* **Work required**:
In the entries below, the word "info" appears on some lines. Copy each of those lines.

* **Task material**:
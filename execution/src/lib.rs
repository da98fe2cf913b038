//! Encrypted wars execution layer.
//!
//! This crate contains the round engine, the read projection over the session repository and the
//! staged transaction [`Layer`] used by the simulator.
//!
//! ## Confidentiality requirements
//! - The engine never computes, compares or stores a cleartext card or score. All arithmetic goes
//!   through the injected [`Backend`].
//! - Only the decryption oracle holds a [`Decrypter`]; nothing in the engine path takes one.
//!
//! ## Atomicity
//! Every instruction is staged in the layer's pending overlay and written to the session only
//! once it has fully succeeded. Callers apply [`Layer::commit`] to the repository after
//! [`Layer::execute`] returns `Ok`; on `Err` the layer is dropped and nothing is written.
//!
//! ## Minimal execution pipeline (example)
//! ```rust,ignore
//! use encwars_execution::{fhe::Simulated, Layer, Memory, State};
//! use encwars_types::{execution::{Instruction, Transaction}, ledger_address};
//!
//! # async fn example(signer: commonware_cryptography::ed25519::PrivateKey) -> anyhow::Result<()> {
//! let mut state = Memory::default();
//! let backend = Simulated::new(0);
//! let mut layer = Layer::new(&state, &backend, ledger_address(b"local"));
//! let receipts = layer
//!     .execute(vec![Transaction::sign(&signer, 0, Instruction::StartGame)])
//!     .await?;
//! let changes = layer.commit();
//! state.apply(changes).await?;
//! # Ok(())
//! # }
//! ```

pub mod engine;
pub mod fhe;
pub mod projection;

#[cfg(any(test, feature = "mocks"))]
pub mod mocks;

mod layer;

mod state;

pub use engine::{check_play, play_round, start_game, ExecutionError};
pub use fhe::{Backend, Decrypter, Simulated};
pub use layer::{Layer, Receipt};
pub use state::{load_session, nonce, Memory, PrepareError, State, Status};
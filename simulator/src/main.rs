use anyhow::{Context, Result};
use clap::Parser;
use commonware_utils::hex;
use encwars_simulator::{Api, Simulator, SimulatorConfig, DEFAULT_LEDGER_NAME};
use std::net::{IpAddr, SocketAddr};
use std::sync::Arc;
use tracing::info;

#[derive(Parser, Debug)]
#[command(author, version, about, long_about = None)]
struct Args {
    /// Host interface to bind (default: localhost).
    #[arg(long, default_value = "127.0.0.1")]
    host: IpAddr,

    #[arg(short, long, default_value_t = 8080)]
    port: u16,

    /// Name the ledger address is derived from.
    #[arg(long, default_value = DEFAULT_LEDGER_NAME)]
    ledger_name: String,

    /// Seed for the simulated coprocessor (optional).
    #[arg(long)]
    seed: Option<u64>,

    /// Log level (trace, debug, info, warn, error).
    #[arg(long, default_value = "info")]
    log_level: tracing::Level,

    /// Accepted clock skew for grant issue times, in seconds.
    #[arg(long)]
    max_clock_skew_secs: Option<u64>,
}

fn build_config(args: &Args) -> Result<SimulatorConfig> {
    let defaults = SimulatorConfig::default();
    if args.ledger_name.trim().is_empty() {
        anyhow::bail!("ledger_name must not be empty");
    }
    Ok(SimulatorConfig {
        ledger_name: args.ledger_name.clone(),
        seed: args.seed.unwrap_or(defaults.seed),
        max_clock_skew_secs: args
            .max_clock_skew_secs
            .unwrap_or(defaults.max_clock_skew_secs),
    })
}

#[tokio::main]
async fn main() -> Result<()> {
    // Parse args
    let args = Args::parse();

    // Create logger
    tracing_subscriber::fmt()
        .with_max_level(args.log_level)
        .init();

    let config = build_config(&args)?;
    let simulator = Arc::new(Simulator::new(config));
    info!(
        address = %hex(simulator.address().as_ref()),
        seed = simulator.config().seed,
        "simulator ledger ready"
    );
    let api = Api::new(simulator);
    let app = api.router();

    // Start server
    let addr = SocketAddr::new(args.host, args.port);
    let listener = tokio::net::TcpListener::bind(addr)
        .await
        .with_context(|| format!("failed to bind {addr}"))?;
    info!("Listening on {}", addr);
    axum::serve(listener, app)
        .await
        .context("axum server error")?;

    Ok(())
}
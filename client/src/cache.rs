use commonware_cryptography::ed25519::PublicKey;
use encwars_types::{Handle, Role};
use std::collections::HashMap;

/// Client-local cache of decrypted values, keyed by `(owner, role, index)`.
///
/// Entries remember the handle they were decrypted from, so a lookup with a newer handle
/// (after a restart) misses instead of returning a stale value.
#[derive(Debug, Default)]
pub struct ValueCache {
    entries: HashMap<(PublicKey, Role, u8), (Handle, u64)>,
}

impl ValueCache {
    pub fn get(&self, owner: &PublicKey, role: Role, index: u8, handle: &Handle) -> Option<u64> {
        self.entries
            .get(&(owner.clone(), role, index))
            .filter(|(cached, _)| cached == handle)
            .map(|(_, value)| *value)
    }

    pub fn insert(&mut self, owner: &PublicKey, role: Role, index: u8, handle: Handle, value: u64) {
        self.entries
            .insert((owner.clone(), role, index), (handle, value));
    }

    /// Drops every value cached for `owner`.
    pub fn clear_owner(&mut self, owner: &PublicKey) {
        self.entries.retain(|(cached, _, _), _| cached != owner);
    }

    pub fn len(&self) -> usize {
        self.entries.len()
    }

    pub fn is_empty(&self) -> bool {
        self.entries.is_empty()
    }
}
//! Common types used by the encrypted wars ledger, the decryption oracle and clients.
//!
//! Nothing in this crate ever carries a cleartext card or score: sessions only hold [Handle]s to
//! ciphertexts owned by the encrypted-compute backend.

pub mod api;
pub mod execution;
pub mod game;

pub use api::{
    decode_address, decode_public_key, encode_address, encode_public_key, DecodedRequest,
    DecryptionRequest, DecryptionResponse, ErrorResponse, GrantPayload, HandleScope,
    RequestError, CODE_GRANT_EXPIRED, GRANT_DURATION_DAYS, MAX_DECRYPTION_HANDLES, MAX_GRANT_CONTRACTS,
    SECONDS_PER_DAY,
};
pub use execution::{
    decryption_namespace, ledger_address, transaction_namespace, Account, Address, Event,
    Instruction, Key, Transaction, Value, NAMESPACE,
};
pub use game::{
    ErrorKind, GameError, GameMeta, Handle, PlayerSession, Role, SessionInvariantError, Stage,
    CARD_MAX, CARD_MIN, HANDLE_LEN, ROUND_COUNT,
};

#[cfg(test)]
mod compat;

* **Reply**:
use tracing::info;
    /// Log level (trace, debug, info, warn, error).
    #[arg(long, default_value = "info")]
    info!(
    info!("Listening on {}", addr);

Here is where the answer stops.